Segundo o procurador, haveria duas soluções juridicamente possíveis para os assentados. Uma delas seria a aquisição da propriedade dos lotes por preços próximos aos de mercado, mediante um financiamento. A outra possibilidade seria a obtenção não da propriedade, mas do direito de superfície, ou seja, o direito de uso da terra por períodos de 20 anos, indefinidamente renováveis. "Nesse caso, o direito é hereditário e pode ser registrado em cartório. Só não há a possibilidade de venda dos lotes."

Reconcentração fundiária

Falando pela Associação Brasileira da Reforma Agrária (Abra), José Juliano alertou que a questão não pode ser discutida somente pelo ponto de vista dos assentados, para quem, isoladamente, a propriedade da terra seria a melhor alternativa. "Precisamos evitar a reconcentração fundiária", explicou.

Já para Sônia Moraes, também da Abra, a transferência da propriedade da terra sempre foi evitada para obstar o favorecimento aos "amigos do rei". Além disso, Sônia afirmou acreditar que os assentados não precisam da propriedade de seus lotes para dar como garantia de empréstimos bancários. "O que falta é apoio agrícola. Precisamos exigir do governo estadual uma política de apoio à agricultura familiar que gere postos de trabalho e renda."

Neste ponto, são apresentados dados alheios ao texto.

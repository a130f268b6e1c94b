use crate::AppState;
use crate::api::error::AppError;
use crate::api::extract::{Json, Query};
use crate::api::middleware::auth::{CurrentUser, Viewer};
use crate::api::response::ApiResponse;
use crate::entities::videos;
use crate::services::aggregation::{PageQuery, PageResult};
use crate::services::videos::{NewVideo, VideoChanges, VideoFilter, VideoItem, VideoService};
use axum::{
    Extension,
    extract::{Path, State},
};
use serde::Deserialize;
use utoipa::{IntoParams, ToSchema};
use validator::Validate;

#[derive(Debug, Default, Deserialize, IntoParams)]
#[serde(rename_all = "camelCase")]
#[into_params(parameter_in = Query)]
pub struct VideoSearchQuery {
    /// Case-insensitive title substring
    pub query: Option<String>,
    /// Only videos owned by this user
    pub user_id: Option<String>,
}

#[derive(Deserialize, ToSchema, Validate)]
#[serde(rename_all = "camelCase")]
pub struct PublishVideoRequest {
    #[validate(length(min = 1, max = 200, message = "Title is required"))]
    pub title: String,
    #[validate(length(min = 1, message = "Description is required"))]
    pub description: String,
    /// URI returned by the media upload step
    #[validate(length(min = 1, message = "Video file is required"))]
    pub video_file: String,
    #[validate(length(min = 1, message = "Thumbnail is required"))]
    pub thumbnail: String,
    /// Seconds, as reported by the media provider
    #[validate(range(min = 0.0, message = "Duration must be non-negative"))]
    pub duration: f64,
}

#[derive(Deserialize, ToSchema, Validate)]
pub struct UpdateVideoRequest {
    #[validate(length(min = 1, max = 200))]
    pub title: Option<String>,
    pub description: Option<String>,
    pub thumbnail: Option<String>,
}

#[utoipa::path(
    get,
    path = "/api/v1/videos",
    params(PageQuery, VideoSearchQuery),
    responses(
        (status = 200, description = "One page of videos visible to the caller"),
        (status = 400, description = "Invalid pagination or sort parameters")
    ),
    tag = "videos"
)]
pub async fn list_videos(
    State(state): State<AppState>,
    Extension(viewer): Extension<Viewer>,
    Query(page): Query<PageQuery>,
    Query(search): Query<VideoSearchQuery>,
) -> Result<ApiResponse<PageResult<VideoItem>>, AppError> {
    let request = page.resolve(state.config.default_page_size, state.config.max_page_size)?;
    let filter = VideoFilter {
        owner_id: search.user_id,
        query: search.query,
    };
    let videos = VideoService::list(&state.db, filter, viewer.id(), &request).await?;
    Ok(ApiResponse::ok(videos, "Videos fetched successfully"))
}

#[utoipa::path(
    post,
    path = "/api/v1/videos",
    request_body = PublishVideoRequest,
    responses(
        (status = 201, description = "Video published"),
        (status = 400, description = "Missing or invalid fields")
    ),
    security(("jwt" = [])),
    tag = "videos"
)]
pub async fn publish_video(
    State(state): State<AppState>,
    Extension(CurrentUser(user)): Extension<CurrentUser>,
    Json(payload): Json<PublishVideoRequest>,
) -> Result<ApiResponse<videos::Model>, AppError> {
    payload.validate()?;
    let video = VideoService::publish(
        &state.db,
        &user.id,
        NewVideo {
            title: payload.title,
            description: payload.description,
            video_file: payload.video_file,
            thumbnail: payload.thumbnail,
            duration: payload.duration,
        },
    )
    .await?;
    Ok(ApiResponse::created(video, "Video published successfully"))
}

#[utoipa::path(
    get,
    path = "/api/v1/videos/{video_id}",
    params(("video_id" = String, Path, description = "Video ID")),
    responses(
        (status = 200, description = "Video with owner and like state", body = VideoItem),
        (status = 404, description = "Video not found")
    ),
    tag = "videos"
)]
pub async fn get_video(
    State(state): State<AppState>,
    Extension(viewer): Extension<Viewer>,
    Path(video_id): Path<String>,
) -> Result<ApiResponse<VideoItem>, AppError> {
    let video = VideoService::get(&state.db, &video_id, viewer.id()).await?;
    Ok(ApiResponse::ok(video, "Video fetched successfully"))
}

#[utoipa::path(
    patch,
    path = "/api/v1/videos/{video_id}",
    params(("video_id" = String, Path, description = "Video ID")),
    request_body = UpdateVideoRequest,
    responses(
        (status = 200, description = "Video updated"),
        (status = 403, description = "Not the owner"),
        (status = 404, description = "Video not found")
    ),
    security(("jwt" = [])),
    tag = "videos"
)]
pub async fn update_video(
    State(state): State<AppState>,
    Extension(CurrentUser(user)): Extension<CurrentUser>,
    Path(video_id): Path<String>,
    Json(payload): Json<UpdateVideoRequest>,
) -> Result<ApiResponse<videos::Model>, AppError> {
    payload.validate()?;
    let video = VideoService::update(
        &state.db,
        &video_id,
        &user.id,
        VideoChanges {
            title: payload.title,
            description: payload.description,
            thumbnail: payload.thumbnail,
        },
    )
    .await?;
    Ok(ApiResponse::ok(video, "Video updated successfully"))
}

#[utoipa::path(
    delete,
    path = "/api/v1/videos/{video_id}",
    params(("video_id" = String, Path, description = "Video ID")),
    responses(
        (status = 200, description = "Video deleted"),
        (status = 403, description = "Not the owner"),
        (status = 404, description = "Video not found")
    ),
    security(("jwt" = [])),
    tag = "videos"
)]
pub async fn delete_video(
    State(state): State<AppState>,
    Extension(CurrentUser(user)): Extension<CurrentUser>,
    Path(video_id): Path<String>,
) -> Result<ApiResponse<serde_json::Value>, AppError> {
    VideoService::delete(&state.db, &video_id, &user.id).await?;
    Ok(ApiResponse::ok(serde_json::json!({}), "Video deleted successfully"))
}

#[utoipa::path(
    patch,
    path = "/api/v1/videos/toggle/publish/{video_id}",
    params(("video_id" = String, Path, description = "Video ID")),
    responses(
        (status = 200, description = "Publish status flipped"),
        (status = 403, description = "Not the owner")
    ),
    security(("jwt" = [])),
    tag = "videos"
)]
pub async fn toggle_publish_status(
    State(state): State<AppState>,
    Extension(CurrentUser(user)): Extension<CurrentUser>,
    Path(video_id): Path<String>,
) -> Result<ApiResponse<videos::Model>, AppError> {
    let video = VideoService::toggle_publish(&state.db, &video_id, &user.id).await?;
    Ok(ApiResponse::ok(video, "Publish status toggled"))
}
pub mod database;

Entre os representantes dos assentados, Adélia Oliveira de Farias, da Organização de Mulheres Assentadas e Quilombolas do Estado de São Paulo, comentou como foram boas as ações públicas no tempo em que os governos federal e estadual tinham representantes de um mesmo partido. "Hoje, somos reféns de um jogo político entre o Itesp e o Incra", lamentou. Quanto à possibilidade de venda dos lotes, Adélia considerou que seria justo em alguns casos, como, por exemplo, o de uma senhora que ficou viúva. "Seria certo ela ir embora sem nada?", questionou.

Pedro Xapuri, de um assentamento próximo a Franca, mostrou-se contrário à possibilidade de venda das terras por parte dos assentados que desistam da produção. "O valor da terra é o que ela produz. O resto é especulação." Para ele, o agricultor que vende a sua propriedade e vai para a cidade tende a se tornar mais um desempregado ou subempregado. "Nem as usinas de cana estão recrutando cortadores com mais de 40 anos!", alertou.

Comercialização

Mauro Bragato (PSDB) considerou que sempre haverá uma grande preocupação em impedir a comercialização de lotes que foram adquiridos com dinheiro público. "O que os assentados estão buscando é segurança jurídica. É poder recorrer a um banco com mais facilidade, se for necessário." Para Bragato, os esforços do Estado e da União devem ser coordenados e se concentrar na criação de meios que facilitem a comercialização da produção da agricultura familiar, dificuldade encontrada tanto pelos assentados dos projetos de reforma agrária como pelos pequenos proprietários rurais.

A presidente da Comissão de Agricultura e Pecuária, deputada Beth Sahão (PT), advertiu que a reunião apenas iniciou o processo de discussão de uma possível atualização da Lei 4.957/85, e sugeriu aos participantes a realização de novas reuniões, com temas bem específicos, apesar da dificuldade para a tramitação de qualquer propositura durante o período eleitoral, que começa em 6/7.